Work to complete. Exactly how many lines in this data contain the word "document"? Only the number should be given.

Supplied entries.
▬▬▬▬▬▬

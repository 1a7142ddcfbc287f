use chrono::{DateTime, NaiveDate, Utc};

/// `Mar 4, 2024`
#[must_use]
pub fn format_date(value: NaiveDate) -> String {
    value.format("%b %-d, %Y").to_string()
}

#[must_use]
pub fn format_joined(value: Option<DateTime<Utc>>) -> String {
    value.map_or_else(|| "Unknown".to_owned(), |at| format_date(at.date_naive()))
}

#[cfg(test)]
mod tests {
    use super::*;
    use taskboard_core::time::fixed_now;

    #[test]
    fn dates_are_short_and_readable() {
        let date = NaiveDate::from_ymd_opt(2024, 3, 4).unwrap();
        assert_eq!(format_date(date), "Mar 4, 2024");
        assert_eq!(format_joined(Some(fixed_now())), "Nov 14, 2023");
        assert_eq!(format_joined(None), "Unknown");
    }
}
use dioxus::prelude::*;
use taskboard_core::summary::Capacity;

#[component]
pub fn CapacityBar(capacity: Capacity) -> Element {
    let percent = capacity.percent_planned();
    let width = percent.min(100.0);
    let fill_class = if capacity.planned_tasks > capacity.task_capacity {
        "capacity__fill over"
    } else {
        "capacity__fill"
    };

    rsx! {
        section { class: "capacity",
            header { class: "capacity__header",
                h3 { "Today's capacity" }
                span { class: "capacity__load", "{capacity.load_label()}" }
            }
            div { class: "capacity__track",
                div { class: "{fill_class}", style: "width: {width:.0}%" }
            }
            p { class: "capacity__numbers",
                "{capacity.planned_tasks} / {capacity.task_capacity} tasks · "
                "{capacity.planned_hours:.1}h of {capacity.available_hours:.0}h · "
                "{capacity.completed_tasks} done"
            }
        }
    }
}
use dioxus::prelude::*;
use dioxus_router::Router;

use crate::context::{AppContext, use_revision_provider};
use crate::routes::Route;
use crate::views::Toasts;

#[component]
pub fn App() -> Element {
    let auth = use_context::<AppContext>().auth();
    let mut revision = use_revision_provider();

    // Validate the stored session once per app start.
    use_hook(move || {
        spawn(async move {
            auth.restore().await;
            revision.bump();
        });
    });

    rsx! {
        document::Stylesheet { href: asset!("/assets/style.css") }
        document::Title { "Taskboard" }

        div { class: "app-root",
            ErrorBoundary {
                handle_error: |errors: ErrorContext| rsx! {
                    div { class: "fatal",
                        h1 { "Something went wrong" }
                        pre { "{errors:?}" }
                    }
                },
                Router::<Route> {}
            }
            Toasts {}
        }
    }
}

▬▬▬▬▬▬

Expected answer. 2